- ASSIGNMENT -
Using the listing below, determine the count of lines with the word "Relaxed" and reply only with it.
[Opening DATA section]
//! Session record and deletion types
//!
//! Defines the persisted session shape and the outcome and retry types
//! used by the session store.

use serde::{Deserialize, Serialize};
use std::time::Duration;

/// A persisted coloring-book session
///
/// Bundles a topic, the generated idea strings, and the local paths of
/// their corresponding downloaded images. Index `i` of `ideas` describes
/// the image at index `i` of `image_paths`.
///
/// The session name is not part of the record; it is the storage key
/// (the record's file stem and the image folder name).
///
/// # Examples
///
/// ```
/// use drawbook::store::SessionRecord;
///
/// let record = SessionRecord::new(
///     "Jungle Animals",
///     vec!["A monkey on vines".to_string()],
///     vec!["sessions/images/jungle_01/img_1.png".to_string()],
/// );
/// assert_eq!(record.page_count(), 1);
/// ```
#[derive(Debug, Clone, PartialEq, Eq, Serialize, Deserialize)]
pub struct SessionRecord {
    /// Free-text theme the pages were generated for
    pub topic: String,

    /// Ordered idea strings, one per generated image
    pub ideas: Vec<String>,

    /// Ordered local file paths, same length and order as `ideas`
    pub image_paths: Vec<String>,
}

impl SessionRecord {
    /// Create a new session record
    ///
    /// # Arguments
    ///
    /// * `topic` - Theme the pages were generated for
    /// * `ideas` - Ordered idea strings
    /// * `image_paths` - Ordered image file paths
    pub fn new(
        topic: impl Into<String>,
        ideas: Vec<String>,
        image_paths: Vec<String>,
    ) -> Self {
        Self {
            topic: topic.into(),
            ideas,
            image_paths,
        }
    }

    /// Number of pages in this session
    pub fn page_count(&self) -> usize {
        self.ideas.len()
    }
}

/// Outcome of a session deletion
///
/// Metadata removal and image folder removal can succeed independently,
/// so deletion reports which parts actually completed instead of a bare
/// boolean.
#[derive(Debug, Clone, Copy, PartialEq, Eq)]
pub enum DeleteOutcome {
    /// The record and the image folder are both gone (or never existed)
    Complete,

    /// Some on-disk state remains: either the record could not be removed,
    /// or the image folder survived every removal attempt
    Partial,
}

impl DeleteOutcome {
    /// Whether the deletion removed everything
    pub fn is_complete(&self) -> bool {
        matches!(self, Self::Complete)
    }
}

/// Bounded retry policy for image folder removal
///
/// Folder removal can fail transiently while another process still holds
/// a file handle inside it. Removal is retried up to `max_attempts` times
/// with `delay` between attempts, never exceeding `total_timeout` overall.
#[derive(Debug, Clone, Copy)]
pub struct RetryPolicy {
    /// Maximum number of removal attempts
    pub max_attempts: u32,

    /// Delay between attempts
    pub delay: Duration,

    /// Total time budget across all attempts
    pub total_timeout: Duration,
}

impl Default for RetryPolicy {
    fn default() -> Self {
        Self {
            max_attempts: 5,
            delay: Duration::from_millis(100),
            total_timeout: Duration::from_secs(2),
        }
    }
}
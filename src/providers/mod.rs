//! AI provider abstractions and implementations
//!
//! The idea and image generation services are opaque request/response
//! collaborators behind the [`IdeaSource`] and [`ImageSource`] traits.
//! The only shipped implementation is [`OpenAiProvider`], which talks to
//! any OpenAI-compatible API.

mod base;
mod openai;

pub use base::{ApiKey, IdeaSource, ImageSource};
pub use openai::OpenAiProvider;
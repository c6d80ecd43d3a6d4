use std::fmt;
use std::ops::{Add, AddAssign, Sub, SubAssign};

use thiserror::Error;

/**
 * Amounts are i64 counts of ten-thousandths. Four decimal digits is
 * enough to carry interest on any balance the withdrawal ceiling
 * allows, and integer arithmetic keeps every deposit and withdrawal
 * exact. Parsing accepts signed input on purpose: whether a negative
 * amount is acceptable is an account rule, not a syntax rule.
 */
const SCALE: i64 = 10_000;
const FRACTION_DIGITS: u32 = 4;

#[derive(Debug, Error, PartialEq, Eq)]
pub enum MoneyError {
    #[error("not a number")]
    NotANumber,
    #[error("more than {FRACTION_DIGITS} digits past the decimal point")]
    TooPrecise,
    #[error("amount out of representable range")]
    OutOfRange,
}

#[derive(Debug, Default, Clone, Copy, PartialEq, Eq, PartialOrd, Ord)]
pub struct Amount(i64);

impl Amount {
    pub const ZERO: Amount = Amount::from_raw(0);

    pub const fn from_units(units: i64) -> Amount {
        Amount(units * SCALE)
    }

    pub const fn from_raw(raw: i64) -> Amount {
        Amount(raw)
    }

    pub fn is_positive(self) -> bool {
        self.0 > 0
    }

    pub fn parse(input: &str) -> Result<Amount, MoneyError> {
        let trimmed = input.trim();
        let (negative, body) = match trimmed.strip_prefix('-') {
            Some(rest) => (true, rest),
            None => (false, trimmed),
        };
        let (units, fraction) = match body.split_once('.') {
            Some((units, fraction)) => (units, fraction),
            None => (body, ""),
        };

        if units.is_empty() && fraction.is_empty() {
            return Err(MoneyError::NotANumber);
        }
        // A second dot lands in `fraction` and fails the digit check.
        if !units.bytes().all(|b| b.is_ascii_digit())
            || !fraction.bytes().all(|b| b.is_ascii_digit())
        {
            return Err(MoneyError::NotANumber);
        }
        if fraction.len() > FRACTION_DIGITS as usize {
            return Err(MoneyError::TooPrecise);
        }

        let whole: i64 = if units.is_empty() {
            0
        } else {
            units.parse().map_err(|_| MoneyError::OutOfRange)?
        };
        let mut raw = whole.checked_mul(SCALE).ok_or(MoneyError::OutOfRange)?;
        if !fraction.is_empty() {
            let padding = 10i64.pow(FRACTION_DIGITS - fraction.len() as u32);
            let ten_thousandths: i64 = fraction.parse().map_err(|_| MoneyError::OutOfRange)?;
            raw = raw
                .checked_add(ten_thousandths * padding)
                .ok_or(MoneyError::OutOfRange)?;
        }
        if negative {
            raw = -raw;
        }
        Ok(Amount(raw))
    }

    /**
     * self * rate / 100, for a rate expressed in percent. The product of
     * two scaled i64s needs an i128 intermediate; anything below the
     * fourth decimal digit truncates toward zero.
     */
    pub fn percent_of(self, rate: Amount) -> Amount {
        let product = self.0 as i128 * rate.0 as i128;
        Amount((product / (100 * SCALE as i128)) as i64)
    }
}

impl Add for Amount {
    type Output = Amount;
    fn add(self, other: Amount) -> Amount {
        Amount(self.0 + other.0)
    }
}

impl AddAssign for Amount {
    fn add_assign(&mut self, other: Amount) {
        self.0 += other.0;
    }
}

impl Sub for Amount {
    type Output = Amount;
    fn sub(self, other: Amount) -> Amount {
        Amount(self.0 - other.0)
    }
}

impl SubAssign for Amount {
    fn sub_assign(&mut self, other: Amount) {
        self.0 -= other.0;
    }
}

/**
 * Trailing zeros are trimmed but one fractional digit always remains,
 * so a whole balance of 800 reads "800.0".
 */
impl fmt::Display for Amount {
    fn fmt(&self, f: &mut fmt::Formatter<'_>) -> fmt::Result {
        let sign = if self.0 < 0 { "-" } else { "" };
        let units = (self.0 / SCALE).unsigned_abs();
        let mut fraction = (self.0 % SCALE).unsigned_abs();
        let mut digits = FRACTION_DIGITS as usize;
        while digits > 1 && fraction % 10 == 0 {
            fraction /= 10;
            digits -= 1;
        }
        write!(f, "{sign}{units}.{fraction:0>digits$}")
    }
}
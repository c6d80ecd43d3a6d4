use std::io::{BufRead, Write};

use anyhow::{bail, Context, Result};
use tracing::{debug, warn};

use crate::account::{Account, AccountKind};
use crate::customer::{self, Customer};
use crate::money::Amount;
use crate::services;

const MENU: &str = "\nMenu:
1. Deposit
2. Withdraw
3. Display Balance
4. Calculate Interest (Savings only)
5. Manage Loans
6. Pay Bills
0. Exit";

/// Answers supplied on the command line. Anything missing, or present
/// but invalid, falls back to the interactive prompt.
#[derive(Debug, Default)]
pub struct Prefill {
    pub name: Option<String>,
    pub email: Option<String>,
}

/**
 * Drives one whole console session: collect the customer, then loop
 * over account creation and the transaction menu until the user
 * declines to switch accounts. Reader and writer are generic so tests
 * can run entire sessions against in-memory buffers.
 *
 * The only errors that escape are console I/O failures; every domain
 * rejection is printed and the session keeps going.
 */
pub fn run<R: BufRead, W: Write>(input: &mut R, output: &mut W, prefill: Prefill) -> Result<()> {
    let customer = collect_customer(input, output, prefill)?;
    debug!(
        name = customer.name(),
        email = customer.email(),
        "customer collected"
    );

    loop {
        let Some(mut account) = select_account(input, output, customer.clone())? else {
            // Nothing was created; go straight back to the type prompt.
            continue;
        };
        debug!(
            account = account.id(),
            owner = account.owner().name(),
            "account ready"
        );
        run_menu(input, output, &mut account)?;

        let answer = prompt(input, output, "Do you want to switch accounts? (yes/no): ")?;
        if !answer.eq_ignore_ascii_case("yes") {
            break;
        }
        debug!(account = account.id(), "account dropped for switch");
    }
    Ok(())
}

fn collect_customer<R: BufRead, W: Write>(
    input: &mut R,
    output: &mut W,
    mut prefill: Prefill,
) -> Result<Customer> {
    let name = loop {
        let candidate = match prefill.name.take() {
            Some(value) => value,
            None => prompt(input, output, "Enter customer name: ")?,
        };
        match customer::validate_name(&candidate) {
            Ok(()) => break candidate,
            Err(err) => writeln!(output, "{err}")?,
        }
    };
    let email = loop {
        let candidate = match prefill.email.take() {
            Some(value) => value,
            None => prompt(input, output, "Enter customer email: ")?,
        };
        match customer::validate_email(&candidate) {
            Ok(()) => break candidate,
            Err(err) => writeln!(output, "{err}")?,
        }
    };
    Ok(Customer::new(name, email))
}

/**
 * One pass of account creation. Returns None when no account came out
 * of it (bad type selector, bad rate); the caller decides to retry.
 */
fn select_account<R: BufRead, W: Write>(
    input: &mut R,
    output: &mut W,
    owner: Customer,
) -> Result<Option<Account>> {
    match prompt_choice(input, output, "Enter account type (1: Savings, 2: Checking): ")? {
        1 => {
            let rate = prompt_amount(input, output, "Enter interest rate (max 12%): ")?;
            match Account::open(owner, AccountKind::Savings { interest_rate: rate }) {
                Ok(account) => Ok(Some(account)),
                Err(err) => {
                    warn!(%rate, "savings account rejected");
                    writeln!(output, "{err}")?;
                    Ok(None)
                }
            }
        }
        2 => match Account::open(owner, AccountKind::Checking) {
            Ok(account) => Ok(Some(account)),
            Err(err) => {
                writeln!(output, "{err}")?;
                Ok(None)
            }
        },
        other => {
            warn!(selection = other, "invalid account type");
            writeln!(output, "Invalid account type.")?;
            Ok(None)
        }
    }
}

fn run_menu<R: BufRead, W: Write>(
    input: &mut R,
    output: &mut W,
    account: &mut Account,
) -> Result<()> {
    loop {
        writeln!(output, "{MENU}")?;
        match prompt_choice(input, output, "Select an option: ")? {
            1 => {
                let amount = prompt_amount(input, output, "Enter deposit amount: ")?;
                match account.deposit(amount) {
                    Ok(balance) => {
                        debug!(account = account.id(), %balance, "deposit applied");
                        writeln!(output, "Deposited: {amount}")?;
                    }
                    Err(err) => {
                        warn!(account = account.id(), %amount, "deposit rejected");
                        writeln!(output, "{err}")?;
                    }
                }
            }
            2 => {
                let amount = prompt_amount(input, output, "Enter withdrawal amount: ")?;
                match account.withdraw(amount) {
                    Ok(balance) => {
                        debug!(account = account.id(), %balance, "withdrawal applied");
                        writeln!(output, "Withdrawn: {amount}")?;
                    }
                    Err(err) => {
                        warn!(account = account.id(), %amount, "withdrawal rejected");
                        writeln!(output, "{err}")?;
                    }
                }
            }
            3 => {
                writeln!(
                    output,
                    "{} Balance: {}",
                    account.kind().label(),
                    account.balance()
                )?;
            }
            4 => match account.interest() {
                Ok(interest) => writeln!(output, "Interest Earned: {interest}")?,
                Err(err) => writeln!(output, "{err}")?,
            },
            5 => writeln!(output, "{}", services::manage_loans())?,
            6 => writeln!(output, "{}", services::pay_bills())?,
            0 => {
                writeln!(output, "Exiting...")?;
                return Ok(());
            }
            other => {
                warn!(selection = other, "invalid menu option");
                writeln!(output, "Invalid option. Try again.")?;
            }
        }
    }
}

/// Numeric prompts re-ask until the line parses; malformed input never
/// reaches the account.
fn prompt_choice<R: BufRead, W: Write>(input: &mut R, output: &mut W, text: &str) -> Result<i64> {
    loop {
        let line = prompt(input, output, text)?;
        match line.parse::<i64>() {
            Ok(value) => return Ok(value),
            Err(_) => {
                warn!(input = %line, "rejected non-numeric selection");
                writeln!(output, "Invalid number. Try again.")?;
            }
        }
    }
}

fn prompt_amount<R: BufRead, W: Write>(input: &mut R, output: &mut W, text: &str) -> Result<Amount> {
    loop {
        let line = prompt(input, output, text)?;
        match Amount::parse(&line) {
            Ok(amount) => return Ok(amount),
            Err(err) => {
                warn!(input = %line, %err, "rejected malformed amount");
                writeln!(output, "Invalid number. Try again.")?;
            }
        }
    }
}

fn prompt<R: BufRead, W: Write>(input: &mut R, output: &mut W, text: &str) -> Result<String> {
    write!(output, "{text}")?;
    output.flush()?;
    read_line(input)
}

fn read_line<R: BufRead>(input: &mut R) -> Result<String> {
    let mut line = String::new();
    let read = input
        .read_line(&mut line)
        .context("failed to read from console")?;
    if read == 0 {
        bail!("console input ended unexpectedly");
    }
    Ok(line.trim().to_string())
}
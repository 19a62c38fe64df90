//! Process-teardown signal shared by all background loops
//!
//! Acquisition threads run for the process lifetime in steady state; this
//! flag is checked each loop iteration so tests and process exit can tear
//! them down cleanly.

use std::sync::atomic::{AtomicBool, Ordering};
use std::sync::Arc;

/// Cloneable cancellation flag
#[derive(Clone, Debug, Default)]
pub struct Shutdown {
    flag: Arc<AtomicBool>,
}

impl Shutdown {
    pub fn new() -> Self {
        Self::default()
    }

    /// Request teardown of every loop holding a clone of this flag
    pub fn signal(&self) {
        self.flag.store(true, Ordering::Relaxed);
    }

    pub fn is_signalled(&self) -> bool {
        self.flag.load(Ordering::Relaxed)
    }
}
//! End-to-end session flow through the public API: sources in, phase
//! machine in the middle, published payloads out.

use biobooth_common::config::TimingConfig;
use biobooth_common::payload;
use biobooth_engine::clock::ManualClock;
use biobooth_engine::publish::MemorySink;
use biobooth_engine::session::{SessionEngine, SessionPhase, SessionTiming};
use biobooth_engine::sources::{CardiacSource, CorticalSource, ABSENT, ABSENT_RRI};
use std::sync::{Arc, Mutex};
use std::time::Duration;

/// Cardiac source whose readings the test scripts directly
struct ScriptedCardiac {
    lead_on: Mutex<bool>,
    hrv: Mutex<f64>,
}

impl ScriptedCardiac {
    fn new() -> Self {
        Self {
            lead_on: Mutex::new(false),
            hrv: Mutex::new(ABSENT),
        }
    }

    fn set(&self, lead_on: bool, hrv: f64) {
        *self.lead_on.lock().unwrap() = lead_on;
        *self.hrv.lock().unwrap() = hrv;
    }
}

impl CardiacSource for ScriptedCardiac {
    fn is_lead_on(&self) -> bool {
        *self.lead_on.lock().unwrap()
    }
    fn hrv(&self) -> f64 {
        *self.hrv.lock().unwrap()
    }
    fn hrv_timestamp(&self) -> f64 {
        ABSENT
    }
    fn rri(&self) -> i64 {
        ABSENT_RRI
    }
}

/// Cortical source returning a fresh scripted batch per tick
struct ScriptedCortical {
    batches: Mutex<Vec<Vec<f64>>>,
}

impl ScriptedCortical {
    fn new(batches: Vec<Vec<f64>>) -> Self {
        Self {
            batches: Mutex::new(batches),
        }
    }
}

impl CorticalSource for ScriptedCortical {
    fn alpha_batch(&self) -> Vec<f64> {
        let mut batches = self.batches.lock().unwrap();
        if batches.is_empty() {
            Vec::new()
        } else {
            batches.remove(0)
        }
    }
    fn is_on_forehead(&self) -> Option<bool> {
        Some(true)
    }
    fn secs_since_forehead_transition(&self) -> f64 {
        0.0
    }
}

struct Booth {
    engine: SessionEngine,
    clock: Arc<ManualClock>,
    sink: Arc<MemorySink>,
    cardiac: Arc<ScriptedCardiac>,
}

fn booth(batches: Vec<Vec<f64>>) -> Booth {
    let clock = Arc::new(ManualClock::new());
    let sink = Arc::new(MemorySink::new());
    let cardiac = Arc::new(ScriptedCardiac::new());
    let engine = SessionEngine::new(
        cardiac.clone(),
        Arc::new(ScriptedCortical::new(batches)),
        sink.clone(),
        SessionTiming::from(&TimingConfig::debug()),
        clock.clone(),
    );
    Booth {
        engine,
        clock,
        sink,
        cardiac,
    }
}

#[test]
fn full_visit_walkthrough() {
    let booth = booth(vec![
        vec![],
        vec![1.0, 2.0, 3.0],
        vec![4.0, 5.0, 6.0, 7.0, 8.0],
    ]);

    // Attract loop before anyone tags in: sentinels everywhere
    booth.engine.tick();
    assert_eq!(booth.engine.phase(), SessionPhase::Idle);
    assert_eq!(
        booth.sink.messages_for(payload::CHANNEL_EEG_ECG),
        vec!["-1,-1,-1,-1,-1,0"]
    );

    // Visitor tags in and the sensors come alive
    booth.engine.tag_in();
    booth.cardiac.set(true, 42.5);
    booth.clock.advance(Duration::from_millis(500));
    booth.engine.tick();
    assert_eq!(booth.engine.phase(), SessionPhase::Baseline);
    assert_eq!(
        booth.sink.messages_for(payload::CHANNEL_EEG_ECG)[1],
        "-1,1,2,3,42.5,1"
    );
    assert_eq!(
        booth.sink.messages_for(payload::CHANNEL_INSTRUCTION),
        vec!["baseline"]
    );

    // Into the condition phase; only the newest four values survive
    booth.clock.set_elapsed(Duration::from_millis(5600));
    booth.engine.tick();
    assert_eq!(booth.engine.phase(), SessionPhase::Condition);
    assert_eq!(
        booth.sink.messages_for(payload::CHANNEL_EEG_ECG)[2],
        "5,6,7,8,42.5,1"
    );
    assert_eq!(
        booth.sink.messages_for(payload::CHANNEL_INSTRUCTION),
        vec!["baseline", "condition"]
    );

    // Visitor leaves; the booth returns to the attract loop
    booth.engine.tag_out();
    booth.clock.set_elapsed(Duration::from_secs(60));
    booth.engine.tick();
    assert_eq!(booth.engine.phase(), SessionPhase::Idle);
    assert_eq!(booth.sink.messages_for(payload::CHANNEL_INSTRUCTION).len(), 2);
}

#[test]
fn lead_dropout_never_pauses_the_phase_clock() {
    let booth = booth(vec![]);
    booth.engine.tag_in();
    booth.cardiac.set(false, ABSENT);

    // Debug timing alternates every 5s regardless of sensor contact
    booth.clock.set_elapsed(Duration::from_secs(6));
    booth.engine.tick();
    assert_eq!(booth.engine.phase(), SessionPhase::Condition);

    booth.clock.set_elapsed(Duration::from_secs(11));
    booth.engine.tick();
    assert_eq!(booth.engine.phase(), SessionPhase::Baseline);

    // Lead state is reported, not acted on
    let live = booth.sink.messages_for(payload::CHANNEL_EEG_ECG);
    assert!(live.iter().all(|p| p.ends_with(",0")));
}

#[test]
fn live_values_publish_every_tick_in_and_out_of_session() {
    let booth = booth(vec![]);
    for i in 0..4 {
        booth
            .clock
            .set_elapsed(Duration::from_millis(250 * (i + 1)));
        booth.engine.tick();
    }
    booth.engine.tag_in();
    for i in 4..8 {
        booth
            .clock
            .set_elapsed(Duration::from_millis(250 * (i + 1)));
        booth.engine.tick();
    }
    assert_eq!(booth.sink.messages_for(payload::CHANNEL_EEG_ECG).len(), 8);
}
[Closing DATA section]
- EXERCISE RESULT -
2